**To do:** Where the word "bounding" appears in a line of the entries below, count that line and give the total alone.

**Stored data:**
════════════════

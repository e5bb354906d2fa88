//! Bidirectional typechecker for relational models
//!
//! [`check`] drives a whole [`ModuleSet`](rela_hir::ModuleSet) through
//! parameter binding, unit merging, hierarchy resolution and expression
//! typing. [`TypeChecker`] checks single expressions against an already
//! resolved set.

mod checker;
mod closure;
mod infer;
mod names;
mod narrow;
mod pipeline;
mod scope;
#[cfg(test)]
mod testing;

pub use checker::{TypeChecker, add_one};
pub use pipeline::check;
pub use rela_hir::{LogTrace, Options, TraceSink};
pub use scope::Scope;
//! Fatal conditions raised while resolving and typechecking a module set

use crate::pos::Pos;
use ariadne::{Color, Config, Label, Report, ReportKind, Source};
use rela_types::Type;
use std::ops::Range;
use thiserror::Error;

pub type Result<T> = std::result::Result<T, Error>;

#[derive(Debug, Clone, PartialEq, Error)]
pub enum Error {
    /// Name not found, bad import argument, cyclic hierarchy, malformed declaration
    #[error("syntax error at {pos}: {message}")]
    Syntax { pos: Pos, message: String },
    /// Operator or arity mismatch, residual ambiguity, wrong classification
    #[error("type error at {pos}: {message}")]
    Type { pos: Pos, message: String },
    /// A broken invariant inside the checker itself
    #[error("internal error at {pos}: {message}")]
    Internal { pos: Pos, message: String },
}

impl Error {
    pub fn syntax(pos: &Pos, message: impl Into<String>) -> Self {
        Error::Syntax { pos: pos.clone(), message: message.into() }
    }

    pub fn type_error(pos: &Pos, message: impl Into<String>) -> Self {
        Error::Type { pos: pos.clone(), message: message.into() }
    }

    pub fn internal(pos: &Pos, message: impl Into<String>) -> Self {
        Error::Internal { pos: pos.clone(), message: message.into() }
    }

    /// Type error found while computing bounding types, citing both operands
    pub fn bounding(pos: &Pos, message: &str, left: &Type, right: &Type) -> Self {
        Self::type_error(
            pos,
            format!("{}\nLeft type = {}\nRight type = {}", message, left, right),
        )
    }

    /// Type error found while narrowing to relevant types, citing both operands
    pub fn relevant(pos: &Pos, message: &str, left: &Type, right: &Type) -> Self {
        Self::type_error(
            pos,
            format!("{}\nLeft relevant type = {}\nRight relevant type = {}", message, left, right),
        )
    }

    pub fn pos(&self) -> &Pos {
        match self {
            Error::Syntax { pos, .. } | Error::Type { pos, .. } | Error::Internal { pos, .. } => pos,
        }
    }

    pub fn message(&self) -> &str {
        match self {
            Error::Syntax { message, .. }
            | Error::Type { message, .. }
            | Error::Internal { message, .. } => message,
        }
    }

    fn title(&self) -> &'static str {
        match self {
            Error::Syntax { .. } => "syntax error",
            Error::Type { .. } => "type error",
            Error::Internal { .. } => "internal error",
        }
    }

    /// Build a report labelled at this error's position
    pub fn report(&self) -> Report<'static, (String, Range<usize>)> {
        self.build_report(Config::default())
    }

    fn build_report(&self, config: Config) -> Report<'static, (String, Range<usize>)> {
        let pos = self.pos();
        let file = pos.file.to_string();
        let span = pos.start..pos.end.max(pos.start);
        let (headline, detail) = match self.message().split_once('\n') {
            Some((head, rest)) => (head.to_string(), Some(rest.to_string())),
            None => (self.message().to_string(), None),
        };
        let mut report = Report::build(ReportKind::Error, file.clone(), pos.start)
            .with_config(config)
            .with_message(format!("{}: {}", self.title(), headline))
            .with_label(
                Label::new((file, span))
                    .with_message(headline)
                    .with_color(Color::Red),
            );
        if let Some(detail) = detail {
            report = report.with_note(detail);
        }
        report.finish()
    }

    /// Render the report against `source` as plain text
    pub fn render(&self, source: &str) -> String {
        let mut out = Vec::new();
        let file = self.pos().file.to_string();
        let written = self
            .build_report(Config::default().with_color(false))
            .write((file, Source::from(source.to_string())), &mut out);
        match written {
            Ok(()) => String::from_utf8_lossy(&out).into_owned(),
            Err(_) => self.to_string(),
        }
    }
}
impl ModuleSet {
    /// An empty set holding only the built-in signatures
    pub fn new() -> Self {
        let mut univ = Sig::builtin(SigId::UNIV, "univ", BasicType::univ());
        let none = Sig::builtin(SigId::NONE, "none", BasicType::none());
        let mut int = Sig::builtin(SigId::INT, "Int", BasicType::int());
        int.parent = Some(SigId::UNIV);
        univ.subs.push(SigId::INT);
        Self {
            units: IndexMap::new(),
            sigs: vec![univ, none, int],
            funs: Vec::new(),
            next_unit: 0,
        }
    }

    /// Add a module instance. The first unit added is the root and
    /// conventionally has an empty alias.
    pub fn add_unit(&mut self, path: impl Into<String>, alias: impl Into<String>) -> UnitId {
        let id = UnitId(self.next_unit);
        self.next_unit += 1;
        let path = path.into();
        self.units.insert(
            id,
            Unit {
                id,
                pos: Pos::new(path.as_str(), 0, 0),
                path,
                aliases: vec![alias.into()],
                params: IndexMap::new(),
                opens: IndexMap::new(),
                sigs: IndexMap::new(),
                funs: IndexMap::new(),
                facts: Vec::new(),
                asserts: Vec::new(),
            },
        );
        id
    }

    pub fn add_param(&mut self, unit: UnitId, name: impl Into<String>) {
        if let Some(u) = self.units.get_mut(&unit) {
            u.params.insert(name.into(), None);
        }
    }

    pub fn add_open(
        &mut self,
        unit: UnitId,
        pos: Pos,
        alias: impl Into<String>,
        target: UnitId,
        args: &[&str],
    ) {
        if let Some(u) = self.units.get_mut(&unit) {
            let args = args.iter().map(|a| a.to_string()).collect();
            u.opens.insert(alias.into(), Open { pos, target, args });
        }
    }

    pub fn add_sig(&mut self, unit: UnitId, decl: SigDecl) -> SigId {
        let id = SigId::new(self.sigs.len());
        let alias = self.units.get(&unit).map_or("this", Unit::primary_alias);
        let full_name = format!("{}/{}", alias, decl.name);
        let fields = decl
            .fields
            .iter()
            .flat_map(|d| {
                d.names.iter().map(|name| Field {
                    pos: d.pos.clone(),
                    name: name.clone(),
                    half_type: None,
                    full_type: None,
                })
            })
            .collect();
        self.sigs.push(Sig {
            id,
            pos: decl.pos,
            name: decl.name.clone(),
            unit: Some(unit),
            is_abstract: decl.is_abstract,
            mult: decl.mult,
            extends: decl.extends,
            subset_of: decl.subset_of,
            decls: decl.fields,
            fields,
            facts: decl.facts,
            subs: Vec::new(),
            full_name,
            parent: None,
            sups: Vec::new(),
            resolved: false,
            basic: None,
            ty: None,
        });
        if let Some(u) = self.units.get_mut(&unit) {
            u.sigs.insert(decl.name, id);
        }
        id
    }

    pub fn add_fun(&mut self, unit: UnitId, decl: FunDecl) -> FunId {
        let id = FunId::new(self.funs.len());
        if let Some(u) = self.units.get_mut(&unit) {
            u.funs.entry(decl.name.clone()).or_default().push(id);
        }
        self.funs.push(Fun {
            id,
            pos: decl.pos,
            name: decl.name,
            unit,
            params: decl.params,
            returns: decl.returns,
            body: decl.body,
        });
        id
    }

    pub fn add_fact(&mut self, unit: UnitId, pos: Pos, name: impl Into<String>, value: Expr) {
        if let Some(u) = self.units.get_mut(&unit) {
            u.facts.push(Fact { pos, name: name.into(), value });
        }
    }

    pub fn add_assert(&mut self, unit: UnitId, pos: Pos, name: impl Into<String>, value: Expr) {
        if let Some(u) = self.units.get_mut(&unit) {
            u.asserts.push(Fact { pos, name: name.into(), value });
        }
    }

    /// A live unit; `None` once merged away
    pub fn unit(&self, id: UnitId) -> Option<&Unit> {
        self.units.get(&id)
    }

    pub fn unit_mut(&mut self, id: UnitId) -> Option<&mut Unit> {
        self.units.get_mut(&id)
    }

    /// Live units in declaration order
    pub fn units(&self) -> impl Iterator<Item = &Unit> {
        self.units.values()
    }

    pub fn unit_ids(&self) -> Vec<UnitId> {
        self.units.keys().copied().collect()
    }

    pub(crate) fn units_mut(&mut self) -> impl Iterator<Item = &mut Unit> {
        self.units.values_mut()
    }

    pub(crate) fn remove_unit(&mut self, id: UnitId) -> Option<Unit> {
        self.units.shift_remove(&id)
    }

    pub fn sig(&self, id: SigId) -> &Sig {
        &self.sigs[id.index()]
    }

    pub fn sig_mut(&mut self, id: SigId) -> &mut Sig {
        &mut self.sigs[id.index()]
    }

    pub fn fun(&self, id: FunId) -> &Fun {
        &self.funs[id.index()]
    }

    pub fn fun_mut(&mut self, id: FunId) -> &mut Fun {
        &mut self.funs[id.index()]
    }

    /// Signatures of every live unit, in declaration order
    pub fn live_sigs(&self) -> Vec<SigId> {
        self.units.values().flat_map(|u| u.sigs.values().copied()).collect()
    }

    /// Functions of every live unit, in declaration order
    pub fn live_funs(&self) -> Vec<FunId> {
        self.units
            .values()
            .flat_map(|u| u.funs.values().flatten().copied())
            .collect()
    }

    /// Type of the built-in `Int` signature
    pub fn int_type(&self) -> &Type {
        self.sig(SigId::INT).ty().unwrap_or(&BUILTIN_EMPTY)
    }
}

static BUILTIN_EMPTY: Type = Type::empty();

#[cfg(test)]
mod tests {
    use super::*;

    #[test]
    fn test_builtins_are_pretyped() {
        let set = ModuleSet::new();
        assert_eq!(set.sig(SigId::UNIV).subs, vec![SigId::INT]);
        assert!(set.sig(SigId::NONE).ty().unwrap().has_no_tuple());
        assert_eq!(set.int_type(), &Type::unary(BasicType::int()));
    }

    #[test]
    fn test_add_sig_expands_field_names() {
        let mut set = ModuleSet::new();
        let root = set.add_unit("m.als", "");
        let decl = SigDecl::new(Pos::unknown(), "A").field(VarDecl::new(
            Pos::unknown(),
            &["f", "g"],
            Expr::name(Pos::unknown(), "A"),
        ));
        let a = set.add_sig(root, decl);
        let sig = set.sig(a);
        assert_eq!(sig.full_name(), "this/A");
        assert_eq!(sig.fields.len(), 2);
        assert_eq!(sig.decls.len(), 1);
        assert_eq!(set.unit(root).unwrap().sigs.get("A"), Some(&a));
    }

    #[test]
    fn test_set_type_is_write_once() {
        let mut set = ModuleSet::new();
        let root = set.add_unit("m.als", "");
        let a = set.add_sig(root, SigDecl::new(Pos::unknown(), "A"));
        let sig = set.sig_mut(a);
        sig.set_type(Type::empty(), None).unwrap();
        assert!(matches!(sig.set_type(Type::empty(), None), Err(Error::Internal { .. })));
    }

    #[test]
    fn test_overloaded_funs_share_a_name() {
        let mut set = ModuleSet::new();
        let root = set.add_unit("m.als", "");
        let body = Expr::constant(Pos::unknown(), rela_ast::Constant::True);
        set.add_fun(root, FunDecl::pred(Pos::unknown(), "p", Vec::new(), body.clone()));
        set.add_fun(root, FunDecl::pred(Pos::unknown(), "p", Vec::new(), body));
        assert_eq!(set.unit(root).unwrap().funs["p"].len(), 2);
        assert_eq!(set.live_funs().len(), 2);
    }
}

════════════════

**Solution to the exercise:** 2